[Collected data]
============================================================

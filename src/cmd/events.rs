//! Events command - raw event history, per investment or per owner

use super::{format_amount, format_quantity, print_json, print_table, Context};
use clap::Args;
use invest_ledger::core::{read_owned_streams, EventLog, InvestmentId, LedgerEvent, RecordedEvent};
use tabled::Tabled;

#[derive(Args, Debug)]
pub struct EventsCommand {
    /// Show a single investment stream (e.g. alice:AAPL:1)
    #[arg(short, long)]
    investment: Option<String>,

    /// Show every stream belonging to this owner
    #[arg(short, long)]
    owner: Option<String>,

    /// Only events after this sequence number (requires --investment)
    #[arg(long, requires = "investment")]
    after: Option<u64>,

    /// Output as JSON instead of formatted table
    #[arg(long)]
    json: bool,
}

/// Row for the events table output
#[derive(Debug, Clone, Tabled)]
struct EventRow {
    #[tabled(rename = "#")]
    sequence: u64,
    #[tabled(rename = "Investment")]
    investment: String,
    #[tabled(rename = "Date")]
    date: String,
    #[tabled(rename = "Type")]
    event_type: String,
    #[tabled(rename = "Quantity")]
    quantity: String,
    #[tabled(rename = "Price")]
    price: String,
    #[tabled(rename = "Amount")]
    amount: String,
    #[tabled(rename = "Fees")]
    fees: String,
    #[tabled(rename = "Key")]
    key: String,
}

impl From<&RecordedEvent> for EventRow {
    fn from(recorded: &RecordedEvent) -> Self {
        let dash = || "-".to_string();
        let mut row = EventRow {
            sequence: recorded.sequence,
            investment: recorded.investment_id.to_string(),
            date: recorded.event.date().format("%Y-%m-%d").to_string(),
            event_type: recorded.event.display_type().to_string(),
            quantity: dash(),
            price: dash(),
            amount: dash(),
            fees: dash(),
            key: String::new(),
        };
        match &recorded.event {
            LedgerEvent::InvestmentCreated(created) => {
                if let Some(qty) = created.initial_quantity {
                    row.quantity = format_quantity(qty);
                }
                row.amount = format_amount(created.initial_investment);
            }
            LedgerEvent::TransactionRecorded(tx) => {
                row.quantity = format_quantity(tx.quantity);
                row.price = format_amount(tx.unit_price);
                row.amount = format_amount(tx.amount);
                row.fees = format_amount(tx.fees);
                row.key = tx.transaction_id.clone();
            }
            LedgerEvent::ValuationUpdated(valuation) => {
                row.amount = format_amount(valuation.new_value);
            }
        }
        row
    }
}

impl EventsCommand {
    pub fn exec(&self, ctx: &Context) -> anyhow::Result<()> {
        let log = ctx.open_log()?;

        let events: Vec<RecordedEvent> = match (&self.investment, &self.owner) {
            (Some(id), _) => {
                let id = InvestmentId::new(id.as_str());
                log.read_from(&id, self.after.unwrap_or(0))?
            }
            (None, Some(owner)) => read_owned_streams(&log, owner)?
                .into_iter()
                .flatten()
                .collect(),
            (None, None) => {
                let mut all = Vec::new();
                for id in log.investment_ids()? {
                    all.extend(log.read_all(&id)?);
                }
                all
            }
        };

        if self.json {
            return print_json(&events);
        }
        if events.is_empty() {
            println!("No events found");
            return Ok(());
        }
        print_table(events.iter().map(EventRow::from).collect());
        Ok(())
    }
}
//! Library-level checks over whole command sequences

use chrono::NaiveDate;
use invest_ledger::core::{
    project, EventLog, InMemoryEventLog, InvestmentId, JsonFileEventLog, Outcome,
    ProcessorConfig, Rejection, TransactionCommand, TransactionKind, TransactionProcessor,
};
use proptest::prelude::*;
use rust_decimal::Decimal;
use std::thread;

#[derive(Debug, Clone)]
enum Op {
    Buy { quantity: u32, price: u32 },
    Sell { quantity: u32, price: u32 },
    Dividend { amount: u32 },
}

fn op() -> impl Strategy<Value = Op> {
    prop_oneof![
        (1u32..100, 1u32..1000).prop_map(|(quantity, price)| Op::Buy { quantity, price }),
        (1u32..100, 1u32..1000).prop_map(|(quantity, price)| Op::Sell { quantity, price }),
        (1u32..500).prop_map(|amount| Op::Dividend { amount }),
    ]
}

fn command(key: usize, op: &Op) -> TransactionCommand {
    let (kind, quantity, price, amount) = match *op {
        Op::Buy { quantity, price } => (
            TransactionKind::Buy,
            Decimal::from(quantity),
            Decimal::from(price),
            Decimal::from(quantity * price),
        ),
        Op::Sell { quantity, price } => (
            TransactionKind::Sell,
            Decimal::from(quantity),
            Decimal::from(price),
            Decimal::from(quantity * price),
        ),
        Op::Dividend { amount } => (
            TransactionKind::Dividend,
            Decimal::ZERO,
            Decimal::ZERO,
            Decimal::from(amount),
        ),
    };
    let date = NaiveDate::from_ymd_opt(2023, 1, 1).unwrap() + chrono::Duration::days(key as i64);
    TransactionCommand {
        owner: "alice".to_string(),
        symbol: "VTI".to_string(),
        name: None,
        investment_kind: None,
        external_key: format!("k-{}", key),
        kind,
        quantity,
        unit_price: price,
        amount,
        fee: Decimal::ONE,
        currency: "USD".to_string(),
        date,
        notes: None,
    }
}

fn processor(retries: u32) -> TransactionProcessor<InMemoryEventLog> {
    TransactionProcessor::new(
        InMemoryEventLog::new(),
        ProcessorConfig {
            max_append_retries: retries,
        },
    )
}

proptest! {
    #[test]
    fn replay_matches_processor_state(ops in prop::collection::vec(op(), 1..40)) {
        let processor = processor(3);
        let mut held = Decimal::ZERO;
        for (key, op) in ops.iter().enumerate() {
            let command = command(key, op);
            match processor.handle(&command) {
                Ok(Outcome::Recorded(_)) => match command.kind {
                    TransactionKind::Buy => held += command.quantity,
                    TransactionKind::Sell => held -= command.quantity,
                    _ => {}
                },
                Ok(Outcome::Duplicate(_)) => prop_assert!(false, "fresh key reported as duplicate"),
                Err(Rejection::InsufficientQuantity { .. }) | Err(Rejection::InvalidDividend(_))
                | Err(Rejection::UnknownInvestment(_)) => {}
                Err(other) => prop_assert!(false, "unexpected rejection: {}", other),
            }
        }

        let log = processor.log();
        let mut total = Decimal::ZERO;
        for id in log.investment_ids().unwrap() {
            let events = log.read_all(&id).unwrap();
            let sequences: Vec<u64> = events.iter().map(|e| e.sequence).collect();
            let expected: Vec<u64> = (1..=events.len() as u64).collect();
            prop_assert_eq!(sequences, expected);

            let replayed = project(&events);
            prop_assert_eq!(&replayed, &project(&events));
            prop_assert_eq!(&replayed, &processor.state(&id).unwrap());
            prop_assert!(replayed.quantity >= Decimal::ZERO);
            prop_assert!(replayed.average_cost >= Decimal::ZERO);
            total += replayed.quantity;
        }
        prop_assert_eq!(total, held);
    }

    #[test]
    fn resubmitting_never_appends(ops in prop::collection::vec(op(), 1..20)) {
        let processor = processor(3);
        for (key, op) in ops.iter().enumerate() {
            let _ = processor.handle(&command(key, op));
        }
        let before: Vec<_> = processor
            .log()
            .investment_ids()
            .unwrap()
            .iter()
            .map(|id| processor.log().read_all(id).unwrap())
            .collect();

        for (key, op) in ops.iter().enumerate() {
            if let Ok(outcome) = processor.handle(&command(key, op)) {
                prop_assert!(outcome.is_duplicate());
            }
        }
        let after: Vec<_> = processor
            .log()
            .investment_ids()
            .unwrap()
            .iter()
            .map(|id| processor.log().read_all(id).unwrap())
            .collect();
        prop_assert_eq!(before, after);
    }
}

#[test]
fn concurrent_buys_all_land() {
    let processor = processor(32);
    thread::scope(|s| {
        for worker in 0..8 {
            let processor = &processor;
            s.spawn(move || {
                for n in 0..5 {
                    let key = worker * 100 + n;
                    let outcome = processor
                        .handle(&command(key, &Op::Buy { quantity: 1, price: 10 }))
                        .unwrap();
                    assert!(!outcome.is_duplicate());
                }
            });
        }
    });

    let id = InvestmentId::lineage("alice", "VTI", 1);
    let events = processor.log().read_all(&id).unwrap();
    // one creation plus forty buys, in a single lineage
    assert_eq!(events.len(), 41);
    assert_eq!(processor.log().investment_ids().unwrap(), vec![id.clone()]);
    assert_eq!(processor.state(&id).unwrap().quantity, Decimal::from(40));
}

#[test]
fn concurrent_resubmission_records_once() {
    let processor = processor(32);
    let command = command(7, &Op::Buy { quantity: 3, price: 50 });

    let outcomes: Vec<Outcome> = thread::scope(|s| {
        let handles: Vec<_> = (0..8)
            .map(|_| s.spawn(|| processor.handle(&command).unwrap()))
            .collect();
        handles.into_iter().map(|h| h.join().unwrap()).collect()
    });

    let recorded = outcomes.iter().filter(|o| !o.is_duplicate()).count();
    assert_eq!(recorded, 1);
    let ids = processor.log().investment_ids().unwrap();
    assert_eq!(ids.len(), 1);
    assert_eq!(processor.log().read_all(&ids[0]).unwrap().len(), 2);
}

#[test]
fn sold_out_position_reopens_as_new_lineage() {
    let processor = processor(3);
    processor
        .handle(&command(1, &Op::Buy { quantity: 5, price: 10 }))
        .unwrap();
    processor
        .handle(&command(2, &Op::Sell { quantity: 5, price: 12 }))
        .unwrap();
    processor
        .handle(&command(3, &Op::Buy { quantity: 2, price: 11 }))
        .unwrap();

    let first = processor
        .state(&InvestmentId::lineage("alice", "VTI", 1))
        .unwrap();
    let second = processor
        .state(&InvestmentId::lineage("alice", "VTI", 2))
        .unwrap();
    assert!(!first.is_active());
    assert!(second.is_active());
    assert_eq!(second.quantity, Decimal::from(2));

    // a key from the closed lineage is still a duplicate
    let again = processor
        .handle(&command(1, &Op::Buy { quantity: 5, price: 10 }))
        .unwrap();
    assert!(again.is_duplicate());
}

#[test]
fn two_processors_on_one_ledger_file() {
    let dir = tempfile::tempdir().unwrap();
    let path = dir.path().join("ledger.json");
    let config = ProcessorConfig {
        max_append_retries: 3,
    };
    let first = TransactionProcessor::new(JsonFileEventLog::open(&path).unwrap(), config.clone());
    let second = TransactionProcessor::new(JsonFileEventLog::open(&path).unwrap(), config);

    let mut aapl = command(1, &Op::Buy { quantity: 2, price: 100 });
    aapl.symbol = "AAPL".to_string();
    let mut msft = command(2, &Op::Buy { quantity: 3, price: 300 });
    msft.symbol = "MSFT".to_string();

    assert!(!first.handle(&aapl).unwrap().is_duplicate());
    assert!(!second.handle(&msft).unwrap().is_duplicate());
    // the second handle never saw this key, but the file did
    assert!(second.handle(&aapl).unwrap().is_duplicate());

    let reopened = JsonFileEventLog::open(&path).unwrap();
    let ids = reopened.investment_ids().unwrap();
    assert_eq!(
        ids,
        vec![
            InvestmentId::lineage("alice", "AAPL", 1),
            InvestmentId::lineage("alice", "MSFT", 1)
        ]
    );
    let aapl_events = reopened
        .read_all(&InvestmentId::lineage("alice", "AAPL", 1))
        .unwrap();
    assert_eq!(project(&aapl_events).quantity, Decimal::from(2));
}
//! Import command - apply a brokerage CSV export

use super::{print_batch, print_json, Context};
use anyhow::Context as _;
use clap::Args;
use invest_ledger::ingest::CsvImporter;
use std::fs::{self, File};
use std::io::BufReader;
use std::path::PathBuf;

#[derive(Args, Debug)]
pub struct ImportCommand {
    /// CSV file to import
    file: PathBuf,

    /// Owner of the imported transactions
    #[arg(short, long)]
    owner: String,

    /// Delete the file once every row has been attempted
    #[arg(long)]
    remove_after: bool,

    /// Output the batch summary as JSON
    #[arg(long)]
    json: bool,
}

impl ImportCommand {
    pub fn exec(&self, ctx: &Context) -> anyhow::Result<()> {
        if self.owner.trim().is_empty() {
            anyhow::bail!("--owner must not be empty");
        }
        let processor = ctx.processor()?;
        let file = File::open(&self.file)
            .with_context(|| format!("cannot open {}", self.file.display()))?;

        let importer = CsvImporter::new(&processor, &self.owner, &ctx.config.default_currency)
            .with_date_format(ctx.config.csv.date_format.clone());
        let summary = importer
            .import(BufReader::new(file))
            .with_context(|| format!("cannot import {}", self.file.display()))?;

        if self.json {
            print_json(&summary)?;
        } else {
            print_batch(&summary);
        }

        if self.remove_after {
            if summary.completed {
                fs::remove_file(&self.file)
                    .with_context(|| format!("cannot remove {}", self.file.display()))?;
                log::info!("removed {}", self.file.display());
            } else {
                log::warn!(
                    "kept {} because some rows failed to store",
                    self.file.display()
                );
            }
        }
        Ok(())
    }
}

============================================================

**BRIEF:**
An exact copy of the lines above, from the one containing "5, price: 12" down to the one containing "assert!(second.is_active());" and including both, is the whole answer; retype it and nothing else.

**TASK RESPONSE:**
        .handle(&command(2, &Op::Sell { quantity: 5, price: 12 }))
        .unwrap();
    processor
        .handle(&command(3, &Op::Buy { quantity: 2, price: 11 }))
        .unwrap();

    let first = processor
        .state(&InvestmentId::lineage("alice", "VTI", 1))
        .unwrap();
    let second = processor
        .state(&InvestmentId::lineage("alice", "VTI", 2))
        .unwrap();
    assert!(!first.is_active());
    assert!(second.is_active());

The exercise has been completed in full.